Friday, February 18, 2011

...and Not by Faith, Either

God does not save us by our works, and most of us are reasonably clear about that.

Well, God doesn't save us by our faith, either.

He doesn't save us because our works please Him and He doesn't save us because our faith pleases Him.  He doesn't save us because we are pleasing to Him in any way whatsoever.   He saves us because that is His will, and that is His will because He loves us, unconditionally and infinitely,  period. 

He doesn't save us BECAUSE we have faith; that's not the reason salvation apart from faith is impossible. The reason is, faith is the interface between God and us, without which there is no pathway of communication, let alone communion, and salvation = communion in God's life and glory and blessedness.

So it's through faith, but it's by grace, pure grace, all grace.


joel in ga said...

That's a wonderful thought. Do you know of any of the fathers who have taught along the same lines?

Anastasia Theodoridis said...

St. Paul taught it, see Ephesians 2:8-9.

Anastasia Theodoridis said...

In fact. I should have cited the entire passage, beginning with v. 4 and ending with v. 10:

4 But God, who is rich in mercy, because of His great love with which He loved us, 5 even when we were dead in trespasses, made us alive together with Christ (by grace you have been saved), 6 and raised us up together, and made us sit together in the heavenly places in Christ Jesus, 7 that in the ages to come He might show the exceeding riches of His grace in His kindness toward us in Christ Jesus. 8 For by grace you have been saved through faith, and that not of yourselves; it is the gift of God, 9 not of works, lest anyone should boast. 10 For we are His workmanship, created in Christ Jesus for good works, which God prepared beforehand that we should walk in them.

joel in ga said...

If St Paul taught it, that's certainly sufficent for belief. Did any of the later Fathers also write as you did about how God, in love, does not keep an account of our wrongdoings?

Anastasia Theodoridis said...

??? That's not what I wrote about here, although I have written that in other posts.

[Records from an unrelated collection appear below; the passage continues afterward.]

//! Simulation constants and tuning parameters.

/// Simulation tick rate (Hz).
pub const TICK_RATE: u32 = 60;

/// Seconds per tick.
pub const DT: f64 = 1.0 / TICK_RATE as f64;

// --- Arena bounds ---

/// Arena width in meters.
pub const ARENA_WIDTH: f64 = 1200.0;

/// Vertical ceiling above which projectiles are considered out of bounds.
/// Generous so high lobs are not cut off mid-arc.
pub const ARENA_CEILING: f64 = 2000.0;

/// Floor below which projectiles are out of bounds (under the void).
pub const ARENA_FLOOR: f64 = -200.0;

// --- Physics ---

/// Downward gravitational acceleration (m/s²).
pub const GRAVITY: f64 = 120.0;

/// Maximum magnitude of the per-match horizontal wind (m/s²).
pub const WIND_MAX_ACCEL: f64 = 18.0;

/// Fraction of speed retained by a bounce.
pub const BOUNCE_RESTITUTION: f64 = 0.65;

/// Horizontal speed multiplier applied to a roller each surface contact.
pub const ROLLER_FRICTION: f64 = 0.80;

/// Speed below which a roller is considered spent and detonates (m/s).
pub const ROLLER_REST_SPEED: f64 = 12.0;

/// Seconds between anomaly direction jinks.
pub const ANOMALY_JINK_INTERVAL: f64 = 0.6;

/// Homing seeker steering acceleration toward its target (m/s²).
pub const HOMING_STEER_ACCEL: f64 = 220.0;

// --- Projectile lifetime ceilings (seconds) ---
// Safety valves guaranteeing termination even under physics edge cases.

/// Lifetime ceiling for strafe bullets.
pub const STRAFE_BULLET_LIFETIME: f64 = 5.0;

/// Lifetime ceiling for ordinary shots, bomblets and fragments.
pub const SHOT_LIFETIME: f64 = 20.0;

/// Lifetime ceiling for long-lived behaviors (bouncer, roller, seeker).
pub const LONG_LIFETIME: f64 = 30.0;

// --- Turn resolution ---

/// Minimum time the world must stay quiet before the turn advances (seconds).
pub const SETTLE_DURATION: f64 = 0.4;

/// Hard ceiling on one FIRING/RESOLVING span (seconds of simulated time).
/// Exceeding it force-clears the registries and force-advances the turn.
pub const RESOLUTION_SAFETY_CEILING: f64 = 30.0;

// --- Players ---

/// Starting and maximum health.
pub const MAX_HEALTH: f64 = 100.0;

/// Reroll budget each player starts the match with. Never replenished.
pub const STARTING_REROLLS: u32 = 1;

/// Amount the void rises at the start of each new round (meters).
pub const VOID_RISE_PER_ROUND: f64 = 12.0;

// --- Aiming ---

/// Minimum and maximum charge (muzzle-speed multiplier).
pub const CHARGE_MIN: f64 = 0.15;
pub const CHARGE_MAX: f64 = 1.0;

// --- Lottery ---

/// Cards offered per draw.
pub const LOTTERY_CARD_COUNT: usize = 3;

/// Pity threshold: draws without a rare-or-better card before one is forced.
pub const PITY_THRESHOLD: u32 = 5;

/// Card reveal animation window before selection input is accepted (seconds).
/// AI turns skip this entirely.
pub const LOTTERY_REVEAL_SECS: f64 = 0.5;

/// Rarity weights (common, uncommon, rare, epic, legendary), summing to 100.
pub const RARITY_WEIGHTS: [u32; 5] = [50, 30, 15, 4, 1];

// --- Delayed effects (phase durations, seconds) ---

/// Nuke fuse between landing and detonation.
pub const NUKE_FUSE_SECS: f64 = 1.5;

/// Nuke detonation (cinematic) duration.
pub const NUKE_DETONATION_SECS: f64 = 2.5;

/// Orbital beacon telegraph (charge) duration.
pub const BEACON_CHARGE_SECS: f64 = 2.0;

/// Orbital beacon beam duration.
pub const BEACON_BEAM_SECS: f64 = 1.5;

/// Strafing run approach duration before bullets start.
pub const STRAFE_INCOMING_SECS: f64 = 1.0;

/// Strafing run active (bullet-spawning) duration.
pub const STRAFE_ACTIVE_SECS: f64 = 1.2;

/// Width of the orbital beam damage column (meters).
pub const BEACON_BEAM_HALF_WIDTH: f64 = 25.0;

/// Altitude above the landing point at which strafe bullets spawn.
pub const STRAFE_SPAWN_ALTITUDE: f64 = 350.0;

/// Downward speed of spawned strafe bullets (m/s).
pub const STRAFE_BULLET_SPEED: f64 = 420.0;

/// Horizontal half-spread of strafe bullet spawn points (meters).
pub const STRAFE_SPREAD: f64 = 70.0;

/// Fragments each cluster bomblet splits into on landing (stage 2).
pub const CLUSTER_STAGE2_FRAGMENTS: u32 = 3;

/// Fraction of parent momentum inherited by split fragments.
pub const SPLIT_MOMENTUM_FRACTION: f64 = 0.6;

No, I don't have a quote for you. The idea of a retaliatory or vindictive god was so foreign to the Fathers (Eastern ones, anyway; not sure about, for example, St. Augustine) that I don't know whether they even wrote against it. They were, of course, familiar with God's chastisement.

joel in ga said...

You're right. I was thinking of your posting, A Hidden Gem (Jan. 30). Sorry for the confusion.